Surfeit of game
It seems that the price of game has once again plummeted a few months into the pheasant season. I was picking up on a small family shoot yesterday and was handed two brace of pheasants and a leash of red-legs by the farmer as I was about to leave. When I asked him how much I owed him he laughed and told me I was doing him a favour. The nice bag of 50-head had given all the Guns (who wanted them) their brace and the farmer told me it was not cost-effective to use two gallons of diesel driving to our nearest registered game dealer, especially with pheasants at 10p and the partridges being worthless. (I have since been told that some dealers are actually charging commercial shoots to dispose of French partridges.)

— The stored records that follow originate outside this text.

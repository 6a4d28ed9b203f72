//! Impls - ports の実装
//!
//! - **FileSource** / **HttpSource** / **StaticSource**: RoadmapSource
//! - **HtmlSurface**: Surface（HTML 文字列として保持）

pub mod file_source;
pub mod html_surface;
pub mod http_source;
pub mod static_source;

pub use self::file_source::FileSource;
pub use self::html_surface::{HtmlSurface, escape_html, render_page};
pub use self::http_source::HttpSource;
pub use self::static_source::StaticSource;

use crate::ports::RoadmapSource;

/// `http://` / `https://` go over HTTP; everything else is a file path.
pub fn source_for(location: &str) -> Box<dyn RoadmapSource> {
    if location.starts_with("http://") || location.starts_with("https://") {
        Box::new(HttpSource::new(location))
    } else {
        Box::new(FileSource::new(location))
    }
}
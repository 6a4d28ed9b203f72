//! RoadmapApp - ロード・フィルタ・開閉をつなぐコントローラ
//!
//! # 流れ
//! 1. `load()`: 取得 → 成功なら AppState を保持して `all` で描画、失敗ならエラー表示
//! 2. `click_filter()`: ボタンを唯一の active にして、そのフィルタで再描画（全置換）
//! 3. `click_item()`: timeline の item を開閉（タスクのチェックボックス上のクリックは無視）
//!
//! 再描画のたびに開閉状態はリセットされる。

use thiserror::Error;
use tracing::{debug, warn};

use crate::domain::LoadError;
use crate::ports::{RoadmapSource, Surface};
use crate::view::{
    ClickTarget, ExpansionSet, FilterBar, Layout, RenderOptions, View, error_view, loading_view,
    render,
};

use super::loader;
use super::state::AppState;

#[derive(Debug, Error, PartialEq, Eq)]
pub enum ControllerError {
    #[error("roadmap is not loaded yet")]
    NotLoaded,

    #[error("no filter button at index {0}")]
    UnknownFilter(usize),

    #[error("no displayed item at index {0}")]
    UnknownItem(usize),
}

pub struct RoadmapApp<S: Surface> {
    options: RenderOptions,
    state: Option<AppState>,
    filters: FilterBar,
    expansion: ExpansionSet,
    view: View,
    surface: S,
}

impl<S: Surface> RoadmapApp<S> {
    /// Starts out showing the loading placeholder.
    pub fn new(options: RenderOptions, mut surface: S) -> Self {
        let view = loading_view(options.locale);
        surface.apply(&view);
        Self {
            options,
            state: None,
            filters: FilterBar::standard(options.locale),
            expansion: ExpansionSet::new(),
            view,
            surface,
        }
    }

    /// Load once from `source`. On failure the error view replaces everything.
    pub async fn load(&mut self, source: &dyn RoadmapSource) -> Result<(), LoadError> {
        match loader::load(source).await {
            Ok(state) => {
                self.state = Some(state);
                self.filters.activate(0);
                self.rerender();
                Ok(())
            }
            Err(e) => {
                self.show(error_view(&e, self.options.locale));
                Err(e)
            }
        }
    }

    /// Use an already loaded state (no fetch).
    pub fn with_state(mut self, state: AppState) -> Self {
        self.state = Some(state);
        self.rerender();
        self
    }

    /// Filter-button click.
    pub fn click_filter(&mut self, index: usize) -> Result<(), ControllerError> {
        if self.state.is_none() {
            warn!(index, "filter clicked before the roadmap was loaded");
            return Err(ControllerError::NotLoaded);
        }
        if self.filters.activate(index).is_none() {
            return Err(ControllerError::UnknownFilter(index));
        }
        self.rerender();
        Ok(())
    }

    /// Click the button for `status`, adding one if the bar has none.
    pub fn select_status(&mut self, status: &str) -> Result<(), ControllerError> {
        if self.state.is_none() {
            warn!(status, "filter selected before the roadmap was loaded");
            return Err(ControllerError::NotLoaded);
        }
        let index = self.filters.ensure(status);
        self.click_filter(index)
    }

    /// Timeline item click. Returns whether the item is expanded afterwards.
    ///
    /// The list layout has no per-item handler, so clicks there change nothing.
    pub fn click_item(
        &mut self,
        index: usize,
        target: ClickTarget,
    ) -> Result<bool, ControllerError> {
        if self.state.is_none() {
            warn!(index, "item clicked before the roadmap was loaded");
            return Err(ControllerError::NotLoaded);
        }
        if index >= self.view.blocks().len() {
            return Err(ControllerError::UnknownItem(index));
        }
        if self.options.layout != Layout::Timeline || target == ClickTarget::TaskIndicator {
            return Ok(self.expansion.is_expanded(index));
        }
        let expanded = self.expansion.toggle(index);
        self.refresh();
        Ok(expanded)
    }

    pub fn state(&self) -> Option<&AppState> {
        self.state.as_ref()
    }

    pub fn filters(&self) -> &FilterBar {
        &self.filters
    }

    pub fn expansion(&self) -> &ExpansionSet {
        &self.expansion
    }

    pub fn options(&self) -> RenderOptions {
        self.options
    }

    /// The view currently on the surface.
    pub fn view(&self) -> &View {
        &self.view
    }

    pub fn surface(&self) -> &S {
        &self.surface
    }

    /// Full re-render with the active filter; collapses every item.
    fn rerender(&mut self) {
        self.expansion.clear();
        debug!(
            filter = %self.filters.active_filter(),
            layout = self.options.layout.as_str(),
            "render"
        );
        self.refresh();
    }

    /// Rebuild from state with the active filter and the current expansion.
    fn refresh(&mut self) {
        let Some(state) = &self.state else {
            return;
        };
        let view = render(
            state.phases(),
            self.filters.active_filter(),
            &self.expansion,
            self.options,
        );
        debug!(visible = view.blocks().len(), "view built");
        self.show(view);
    }

    fn show(&mut self, view: View) {
        self.surface.apply(&view);
        self.view = view;
    }
}

#[cfg(test)]
mod tests {
    use super::*;
    use crate::domain::{Locale, Phase, RoadmapDocument};
    use crate::impls::{HtmlSurface, StaticSource};

    fn state() -> AppState {
        AppState::new(RoadmapDocument::new(vec![
            Phase::new("Plan", "todo"),
            Phase::new("Setup", "completed").with_task("A", true),
            Phase::new("Build", "in-progress").with_task("core", false),
        ]))
    }

    fn timeline() -> RenderOptions {
        RenderOptions {
            layout: Layout::Timeline,
            locale: Locale::En,
        }
    }

    fn titles<S: Surface>(app: &RoadmapApp<S>) -> Vec<String> {
        app.view().blocks().iter().map(|b| b.title.clone()).collect()
    }

    #[test]
    fn starts_with_loading_view() {
        let app = RoadmapApp::new(RenderOptions::default(), HtmlSurface::default());
        assert!(matches!(app.view(), View::Loading { .. }));
        assert!(app.surface().content().contains("Loading"));
    }

    #[tokio::test]
    async fn load_renders_everything_with_all_active() {
        let mut app = RoadmapApp::new(RenderOptions::default(), HtmlSurface::default());
        let source = StaticSource::new(
            r#"{"phases":[{"title":"A","status":"todo"},{"title":"B","status":"completed"}]}"#,
        );
        app.load(&source).await.unwrap();

        assert_eq!(titles(&app), vec!["A", "B"]);
        assert_eq!(app.filters().active_index(), 0);
    }

    #[tokio::test]
    async fn load_failure_shows_only_error() {
        let mut app = RoadmapApp::new(RenderOptions::default(), HtmlSurface::default());
        let err = app.load(&StaticSource::new("nope")).await.unwrap_err();

        assert!(matches!(err, LoadError::Parse(_)));
        assert!(app.view().is_error());
        assert!(app.state().is_none());
        assert!(app.surface().content().starts_with(r#"<div class="error">Error: "#));
    }

    #[test]
    fn filter_click_before_load_is_rejected() {
        let mut app = RoadmapApp::new(RenderOptions::default(), HtmlSurface::default());
        assert_eq!(app.click_filter(1), Err(ControllerError::NotLoaded));
        assert_eq!(app.filters().active_index(), 0);
    }

    #[test]
    fn select_and_item_click_before_load_are_rejected() {
        let mut app = RoadmapApp::new(timeline(), HtmlSurface::default());
        assert_eq!(app.select_status("todo"), Err(ControllerError::NotLoaded));
        assert_eq!(
            app.click_item(0, ClickTarget::Item),
            Err(ControllerError::NotLoaded)
        );
        assert_eq!(app.filters().buttons().len(), 4);
        assert!(matches!(app.view(), View::Loading { .. }));
    }

    #[test]
    fn filter_click_replaces_output() {
        let mut app =
            RoadmapApp::new(RenderOptions::default(), HtmlSurface::default()).with_state(state());

        app.click_filter(3).unwrap(); // completed
        assert_eq!(titles(&app), vec!["Setup"]);
        assert!(!app.surface().content().contains("Plan"));
        assert_eq!(app.filters().active_index(), 3);

        app.click_filter(0).unwrap();
        assert_eq!(titles(&app), vec!["Plan", "Setup", "Build"]);
    }

    #[test]
    fn unknown_filter_index_is_an_error() {
        let mut app =
            RoadmapApp::new(RenderOptions::default(), HtmlSurface::default()).with_state(state());
        assert_eq!(app.click_filter(7), Err(ControllerError::UnknownFilter(7)));
    }

    #[test]
    fn select_status_without_match_shows_placeholder() {
        let mut app =
            RoadmapApp::new(RenderOptions::default(), HtmlSurface::default()).with_state(state());
        app.select_status("archived").unwrap();
        assert!(app.view().is_empty_result());
        assert_eq!(app.filters().buttons().len(), 5);
    }

    #[test]
    fn item_click_toggles_independently() {
        let mut app = RoadmapApp::new(timeline(), HtmlSurface::default()).with_state(state());

        assert!(app.click_item(0, ClickTarget::Item).unwrap());
        assert!(app.click_item(2, ClickTarget::Item).unwrap());
        assert!(!app.click_item(0, ClickTarget::Item).unwrap());

        let flags: Vec<_> = app.view().blocks().iter().map(|b| b.expanded).collect();
        assert_eq!(flags, vec![false, false, true]);
    }

    #[test]
    fn task_indicator_click_does_not_toggle() {
        let mut app = RoadmapApp::new(timeline(), HtmlSurface::default()).with_state(state());
        assert!(!app.click_item(1, ClickTarget::TaskIndicator).unwrap());
        assert!(app.expansion().is_empty());
    }

    #[test]
    fn refilter_collapses_all_items() {
        let mut app = RoadmapApp::new(timeline(), HtmlSurface::default()).with_state(state());
        app.click_item(1, ClickTarget::Item).unwrap();
        assert!(app.surface().content().contains("timeline-item expanded"));

        app.click_filter(0).unwrap();
        assert!(app.expansion().is_empty());
        assert!(!app.surface().content().contains("timeline-item expanded"));
    }

    #[test]
    fn item_click_out_of_range() {
        let mut app = RoadmapApp::new(timeline(), HtmlSurface::default()).with_state(state());
        app.click_filter(1).unwrap(); // only "Plan"
        assert_eq!(
            app.click_item(1, ClickTarget::Item),
            Err(ControllerError::UnknownItem(1))
        );
    }

    #[test]
    fn list_layout_ignores_item_clicks() {
        let mut app =
            RoadmapApp::new(RenderOptions::default(), HtmlSurface::default()).with_state(state());
        assert!(!app.click_item(0, ClickTarget::Item).unwrap());
        assert!(app.expansion().is_empty());
    }
}
//! Display labels.
//!
//! 2 種類のラベルセット（英語・フランス語）のみ。未知の status は原文をそのまま表示する。

use serde::{Deserialize, Serialize};
use std::str::FromStr;

use super::status::PhaseStatus;

#[derive(Debug, Clone, Copy, PartialEq, Eq, Default, Serialize, Deserialize)]
#[serde(rename_all = "lowercase")]
pub enum Locale {
    #[default]
    En,
    Fr,
}

impl Locale {
    /// Label for a status; unknown statuses fall back to the raw string.
    pub fn status_label<'a>(&self, status: &'a PhaseStatus) -> &'a str {
        match (self, status) {
            (Locale::En, PhaseStatus::Todo) => "To do",
            (Locale::En, PhaseStatus::InProgress) => "In progress",
            (Locale::En, PhaseStatus::Completed) => "Completed",
            (Locale::Fr, PhaseStatus::Todo) => "À faire",
            (Locale::Fr, PhaseStatus::InProgress) => "En cours",
            (Locale::Fr, PhaseStatus::Completed) => "Terminé",
            (_, PhaseStatus::Other(raw)) => raw.as_str(),
        }
    }

    pub fn all_label(&self) -> &'static str {
        match self {
            Locale::En => "All",
            Locale::Fr => "Toutes",
        }
    }

    pub fn empty_message(&self) -> &'static str {
        match self {
            Locale::En => "No phases found for this filter.",
            Locale::Fr => "Aucune phase trouvée pour ce filtre.",
        }
    }

    pub fn error_prefix(&self) -> &'static str {
        match self {
            Locale::En => "Error",
            Locale::Fr => "Erreur",
        }
    }

    pub fn loading_message(&self) -> &'static str {
        match self {
            Locale::En => "Loading roadmap...",
            Locale::Fr => "Chargement de la roadmap...",
        }
    }
}

impl FromStr for Locale {
    type Err = String;

    fn from_str(s: &str) -> Result<Self, Self::Err> {
        match s {
            "en" => Ok(Locale::En),
            "fr" => Ok(Locale::Fr),
            other => Err(format!("unsupported locale '{other}' (expected en or fr)")),
        }
    }
}
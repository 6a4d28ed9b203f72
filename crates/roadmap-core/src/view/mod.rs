//! View - 描画ロジック
//!
//! - **model**: View / PhaseBlock（表示内容の記述）
//! - **render**: 純粋な描画関数
//! - **expansion**: timeline の開閉状態
//! - **filter_bar**: フィルタボタン群

pub mod expansion;
pub mod filter_bar;
pub mod model;
pub mod render;

pub use self::expansion::{ClickTarget, ExpansionSet};
pub use self::filter_bar::{FilterBar, FilterButton};
pub use self::model::{Layout, PhaseBlock, TaskLine, View};
pub use self::render::{RenderOptions, error_view, loading_view, render};
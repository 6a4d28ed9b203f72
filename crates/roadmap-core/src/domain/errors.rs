//! Errors - 読み込み失敗の分類
//!
//! 画面上は区別しない（どれも 1 つのエラー表示になる）。種類はログの `kind` にだけ出す。

use thiserror::Error;

/// Failure to load the roadmap document.
#[derive(Debug, Error)]
pub enum LoadError {
    /// Non-2xx HTTP response.
    #[error("unable to load the roadmap (HTTP {code})")]
    Status { code: u16 },

    /// Network-level failure (connect, TLS, body read).
    #[error("network error: {0}")]
    Transport(String),

    #[error("unable to read the roadmap: {0}")]
    Io(#[from] std::io::Error),

    #[error("invalid roadmap JSON: {0}")]
    Parse(#[from] serde_json::Error),
}

impl LoadError {
    /// Short label for logs.
    pub fn kind(&self) -> &'static str {
        match self {
            LoadError::Status { .. } => "status",
            LoadError::Transport(_) => "transport",
            LoadError::Io(_) => "io",
            LoadError::Parse(_) => "parse",
        }
    }
}

impl From<reqwest::Error> for LoadError {
    fn from(e: reqwest::Error) -> Self {
        match e.status() {
            Some(status) => LoadError::Status {
                code: status.as_u16(),
            },
            None => LoadError::Transport(e.to_string()),
        }
    }
}
//! Phase status.
//!
//! JSON 上はただの文字列。既知の 3 値は enum に、それ以外は `Other` に
//! そのまま保持する（表示もフィルタも原文の文字列で行う）。

use serde::{Deserialize, Deserializer, Serialize, Serializer};
use std::fmt;

/// Status of a roadmap phase.
#[derive(Debug, Clone, PartialEq, Eq, Hash)]
pub enum PhaseStatus {
    Todo,
    InProgress,
    Completed,
    /// Unrecognized status, kept verbatim.
    Other(String),
}

impl PhaseStatus {
    pub const TODO: &'static str = "todo";
    pub const IN_PROGRESS: &'static str = "in-progress";
    pub const COMPLETED: &'static str = "completed";

    pub fn parse(s: &str) -> Self {
        match s {
            Self::TODO => PhaseStatus::Todo,
            Self::IN_PROGRESS => PhaseStatus::InProgress,
            Self::COMPLETED => PhaseStatus::Completed,
            other => PhaseStatus::Other(other.to_string()),
        }
    }

    /// The exact string this status was read from.
    pub fn as_str(&self) -> &str {
        match self {
            PhaseStatus::Todo => Self::TODO,
            PhaseStatus::InProgress => Self::IN_PROGRESS,
            PhaseStatus::Completed => Self::COMPLETED,
            PhaseStatus::Other(s) => s,
        }
    }
}

impl From<&str> for PhaseStatus {
    fn from(s: &str) -> Self {
        Self::parse(s)
    }
}

impl fmt::Display for PhaseStatus {
    fn fmt(&self, f: &mut fmt::Formatter<'_>) -> fmt::Result {
        f.write_str(self.as_str())
    }
}

impl Serialize for PhaseStatus {
    fn serialize<S: Serializer>(&self, serializer: S) -> Result<S::Ok, S::Error> {
        serializer.serialize_str(self.as_str())
    }
}

impl<'de> Deserialize<'de> for PhaseStatus {
    fn deserialize<D: Deserializer<'de>>(deserializer: D) -> Result<Self, D::Error> {
        let raw = String::deserialize(deserializer)?;
        Ok(Self::parse(&raw))
    }
}

#[cfg(test)]
mod tests {
    use super::*;
    use rstest::rstest;

    #[rstest]
    #[case::todo("todo", PhaseStatus::Todo)]
    #[case::in_progress("in-progress", PhaseStatus::InProgress)]
    #[case::completed("completed", PhaseStatus::Completed)]
    #[case::unknown("blocked", PhaseStatus::Other("blocked".into()))]
    #[case::case_sensitive("Todo", PhaseStatus::Other("Todo".into()))]
    fn parses_known_and_unknown(#[case] raw: &str, #[case] expected: PhaseStatus) {
        assert_eq!(PhaseStatus::parse(raw), expected);
        assert_eq!(expected.as_str(), raw);
    }

    #[test]
    fn deserializes_from_plain_string() {
        let st: PhaseStatus = serde_json::from_str(r#""on-hold""#).unwrap();
        assert_eq!(st, PhaseStatus::Other("on-hold".into()));
        assert_eq!(serde_json::to_string(&st).unwrap(), r#""on-hold""#);
    }
}
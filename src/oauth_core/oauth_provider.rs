//! Collaborator traits the grant handlers are built on.
//!
//! Every store is keyed by [`TokenHash`]; plaintext secrets never reach storage.

use async_trait::async_trait;
use chrono::{DateTime, Utc};

use super::error::Result;
use super::types::{AccessToken, AuthorizationCode, RefreshToken, TokenHash};

/// Checks client credentials against the external registry.
#[async_trait]
pub trait ClientAuthenticator: Send + Sync + 'static {
    /// `true` when the secret matches the registered client.
    async fn authenticate(&self, client_id: &str, client_secret: &str) -> Result<bool>;
}

/// Storage for authorization codes.
#[async_trait]
pub trait CodeStore: Send + Sync + 'static {
    /// Looks up a code by the hash of its presented value.
    async fn get(&self, hash: &TokenHash) -> Result<Option<AuthorizationCode>>;

    /// Stores a freshly minted code.
    async fn put(&self, code: AuthorizationCode) -> Result<()>;

    /// Atomically removes the code. Returns `false` if it was already gone.
    async fn delete(&self, hash: &TokenHash) -> Result<bool>;

    /// Removes codes expired at `now`, returning how many were dropped.
    async fn purge_expired(&self, now: DateTime<Utc>) -> Result<usize>;
}

/// Storage for access tokens.
#[async_trait]
pub trait AccessTokenStore: Send + Sync + 'static {
    /// Looks up a token by the hash of its presented value.
    async fn get(&self, hash: &TokenHash) -> Result<Option<AccessToken>>;

    /// Stores a freshly issued token.
    async fn put(&self, token: AccessToken) -> Result<()>;

    /// Atomically removes the token. Returns `false` if it was already gone.
    async fn delete(&self, hash: &TokenHash) -> Result<bool>;

    /// Tokens whose parent lineage is the credential with `parent` hash.
    async fn find_by_lineage(&self, parent: &TokenHash) -> Result<Vec<AccessToken>>;

    /// Removes tokens expired at `now`, returning how many were dropped.
    async fn purge_expired(&self, now: DateTime<Utc>) -> Result<usize>;
}

/// Storage for refresh tokens.
#[async_trait]
pub trait RefreshTokenStore: Send + Sync + 'static {
    /// Looks up a token by the hash of its presented value.
    async fn get(&self, hash: &TokenHash) -> Result<Option<RefreshToken>>;

    /// Stores a freshly issued token.
    async fn put(&self, token: RefreshToken) -> Result<()>;

    /// Atomically removes the token. Returns `false` if it was already gone.
    async fn delete(&self, hash: &TokenHash) -> Result<bool>;

    /// Tokens whose parent lineage is the credential with `parent` hash.
    async fn find_by_lineage(&self, parent: &TokenHash) -> Result<Vec<RefreshToken>>;

    /// Removes tokens expired at `now`, returning how many were dropped.
    async fn purge_expired(&self, now: DateTime<Utc>) -> Result<usize>;
}

/// Sink for security incidents such as replayed credentials.
pub trait IncidentLogger: Send + Sync + 'static {
    /// Records one incident line.
    fn log(&self, message: &str);
}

Some people point an accusing finger at the game dealers, whom they claim are profiteering but I doubt this is the case. The expenses involved in running an approved game-processing establishment are formidable, not to mention the cost of labour, electricity, premises maintenance, insurance, vehicles and Food Standard Agency veterinary hygiene visits.
A few years back I visited a game dealer in early September who showed me his huge freezer (comparable to most modern barns for size) that was packed full of dozens of pallets of frozen, oven-ready partridges from the previous season. Despite the hard work done by the Game to Eat initiative there clearly isn’t a big market for our game. Not that I’m complaining; I was brought up during the period of post-war austerity when woodpigeons, rabbits and waterhens were all saleable commodities ‘off ration’ and people were not too squeamish to pluck or skin game, and I’m still not. Mind you, we didn’t have any food banks to visit during those hard times.